### Task statement
Look through the lines below and extract each one that contains "reason".

**** Supplied material ****

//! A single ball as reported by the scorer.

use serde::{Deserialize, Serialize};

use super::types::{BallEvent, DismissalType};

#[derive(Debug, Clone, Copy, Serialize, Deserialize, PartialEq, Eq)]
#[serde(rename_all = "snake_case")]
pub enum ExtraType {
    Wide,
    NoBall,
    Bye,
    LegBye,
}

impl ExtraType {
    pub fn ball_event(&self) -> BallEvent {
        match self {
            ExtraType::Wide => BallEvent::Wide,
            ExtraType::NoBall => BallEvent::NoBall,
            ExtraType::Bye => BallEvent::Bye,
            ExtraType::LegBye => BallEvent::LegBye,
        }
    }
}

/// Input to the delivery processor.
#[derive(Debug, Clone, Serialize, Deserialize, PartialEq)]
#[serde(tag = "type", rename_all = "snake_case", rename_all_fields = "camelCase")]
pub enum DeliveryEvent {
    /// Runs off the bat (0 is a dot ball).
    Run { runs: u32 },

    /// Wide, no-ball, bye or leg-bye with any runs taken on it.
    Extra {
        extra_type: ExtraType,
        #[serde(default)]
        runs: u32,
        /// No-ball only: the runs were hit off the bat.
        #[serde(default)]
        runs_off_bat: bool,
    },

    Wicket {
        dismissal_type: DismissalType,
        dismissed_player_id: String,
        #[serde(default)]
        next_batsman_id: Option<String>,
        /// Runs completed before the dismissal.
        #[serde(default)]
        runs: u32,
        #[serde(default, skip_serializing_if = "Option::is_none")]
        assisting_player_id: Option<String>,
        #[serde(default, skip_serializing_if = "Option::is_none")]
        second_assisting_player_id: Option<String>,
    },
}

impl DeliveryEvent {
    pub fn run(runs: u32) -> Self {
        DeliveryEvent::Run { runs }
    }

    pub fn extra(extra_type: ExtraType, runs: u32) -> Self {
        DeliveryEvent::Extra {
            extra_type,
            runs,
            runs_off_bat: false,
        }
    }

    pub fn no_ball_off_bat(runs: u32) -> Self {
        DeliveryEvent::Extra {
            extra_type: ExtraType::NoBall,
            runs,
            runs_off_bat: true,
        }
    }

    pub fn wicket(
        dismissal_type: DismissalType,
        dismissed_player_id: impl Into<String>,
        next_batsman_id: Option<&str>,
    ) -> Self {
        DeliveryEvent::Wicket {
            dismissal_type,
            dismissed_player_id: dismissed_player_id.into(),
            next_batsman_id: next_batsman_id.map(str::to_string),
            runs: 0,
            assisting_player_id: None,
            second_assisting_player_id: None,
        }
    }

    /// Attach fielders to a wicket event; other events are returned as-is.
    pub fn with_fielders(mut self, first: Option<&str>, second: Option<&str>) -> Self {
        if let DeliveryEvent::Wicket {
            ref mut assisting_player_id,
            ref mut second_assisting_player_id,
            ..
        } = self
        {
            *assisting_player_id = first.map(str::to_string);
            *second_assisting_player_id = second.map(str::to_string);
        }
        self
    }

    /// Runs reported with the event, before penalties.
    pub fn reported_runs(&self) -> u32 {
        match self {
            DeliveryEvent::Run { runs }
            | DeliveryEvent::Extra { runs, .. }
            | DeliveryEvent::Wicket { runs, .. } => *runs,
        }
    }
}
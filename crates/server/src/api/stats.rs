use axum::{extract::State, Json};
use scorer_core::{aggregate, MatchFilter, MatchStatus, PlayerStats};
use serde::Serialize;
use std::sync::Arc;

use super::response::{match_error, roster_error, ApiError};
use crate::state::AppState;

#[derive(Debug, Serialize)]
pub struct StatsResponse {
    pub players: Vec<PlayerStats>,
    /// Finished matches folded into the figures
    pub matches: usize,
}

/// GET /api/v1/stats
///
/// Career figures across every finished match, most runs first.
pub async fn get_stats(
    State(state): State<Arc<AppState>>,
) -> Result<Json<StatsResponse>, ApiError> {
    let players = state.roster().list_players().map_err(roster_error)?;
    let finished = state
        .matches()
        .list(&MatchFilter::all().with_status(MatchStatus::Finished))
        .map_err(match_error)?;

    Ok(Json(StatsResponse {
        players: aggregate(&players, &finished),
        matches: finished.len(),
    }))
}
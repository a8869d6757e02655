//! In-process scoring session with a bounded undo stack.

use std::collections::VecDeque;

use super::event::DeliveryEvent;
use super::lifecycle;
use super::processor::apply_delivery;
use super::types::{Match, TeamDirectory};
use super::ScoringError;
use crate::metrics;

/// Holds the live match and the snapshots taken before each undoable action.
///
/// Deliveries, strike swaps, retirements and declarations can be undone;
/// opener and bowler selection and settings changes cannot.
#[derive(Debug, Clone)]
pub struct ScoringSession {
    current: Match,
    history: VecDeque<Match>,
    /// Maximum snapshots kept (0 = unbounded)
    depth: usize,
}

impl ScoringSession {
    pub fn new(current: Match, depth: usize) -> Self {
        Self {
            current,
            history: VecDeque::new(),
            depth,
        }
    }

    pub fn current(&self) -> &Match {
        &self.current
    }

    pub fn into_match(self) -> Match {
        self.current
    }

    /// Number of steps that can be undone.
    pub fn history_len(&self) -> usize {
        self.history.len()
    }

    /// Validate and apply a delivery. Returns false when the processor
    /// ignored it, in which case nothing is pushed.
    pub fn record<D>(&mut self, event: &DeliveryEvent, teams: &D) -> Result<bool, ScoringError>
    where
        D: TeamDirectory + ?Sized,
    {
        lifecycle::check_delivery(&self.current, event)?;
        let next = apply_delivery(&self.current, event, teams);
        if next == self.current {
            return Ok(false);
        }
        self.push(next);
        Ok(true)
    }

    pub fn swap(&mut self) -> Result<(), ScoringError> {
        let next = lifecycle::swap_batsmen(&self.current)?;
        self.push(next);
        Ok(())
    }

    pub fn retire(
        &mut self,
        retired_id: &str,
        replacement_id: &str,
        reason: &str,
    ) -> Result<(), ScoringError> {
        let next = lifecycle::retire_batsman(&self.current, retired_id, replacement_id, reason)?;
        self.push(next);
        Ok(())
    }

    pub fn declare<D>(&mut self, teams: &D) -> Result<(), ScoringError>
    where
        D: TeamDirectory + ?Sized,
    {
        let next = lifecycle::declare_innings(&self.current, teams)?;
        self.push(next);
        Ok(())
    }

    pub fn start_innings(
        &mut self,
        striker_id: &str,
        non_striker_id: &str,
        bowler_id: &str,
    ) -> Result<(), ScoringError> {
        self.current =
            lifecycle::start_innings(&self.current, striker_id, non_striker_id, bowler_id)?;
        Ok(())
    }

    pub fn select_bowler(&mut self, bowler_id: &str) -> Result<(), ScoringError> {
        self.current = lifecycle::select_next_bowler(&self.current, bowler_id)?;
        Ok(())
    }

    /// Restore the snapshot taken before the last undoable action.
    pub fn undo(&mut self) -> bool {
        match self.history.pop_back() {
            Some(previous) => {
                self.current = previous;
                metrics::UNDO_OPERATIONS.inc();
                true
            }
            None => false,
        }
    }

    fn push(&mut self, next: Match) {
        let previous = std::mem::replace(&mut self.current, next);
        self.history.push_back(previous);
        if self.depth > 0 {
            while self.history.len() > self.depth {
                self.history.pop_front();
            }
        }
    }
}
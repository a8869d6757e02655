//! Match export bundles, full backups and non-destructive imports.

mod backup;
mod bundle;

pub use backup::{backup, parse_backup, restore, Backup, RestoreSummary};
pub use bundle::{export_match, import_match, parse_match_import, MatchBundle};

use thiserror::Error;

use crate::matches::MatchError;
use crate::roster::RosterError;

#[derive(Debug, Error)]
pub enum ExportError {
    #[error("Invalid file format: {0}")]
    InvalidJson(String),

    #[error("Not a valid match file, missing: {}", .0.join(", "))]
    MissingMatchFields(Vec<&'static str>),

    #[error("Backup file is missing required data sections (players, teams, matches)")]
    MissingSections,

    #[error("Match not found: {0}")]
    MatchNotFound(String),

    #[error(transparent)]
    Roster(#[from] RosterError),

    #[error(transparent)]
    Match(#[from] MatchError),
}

****

### Output of the exercise
        reason: &str,
        let next = lifecycle::retire_batsman(&self.current, retired_id, replacement_id, reason)?;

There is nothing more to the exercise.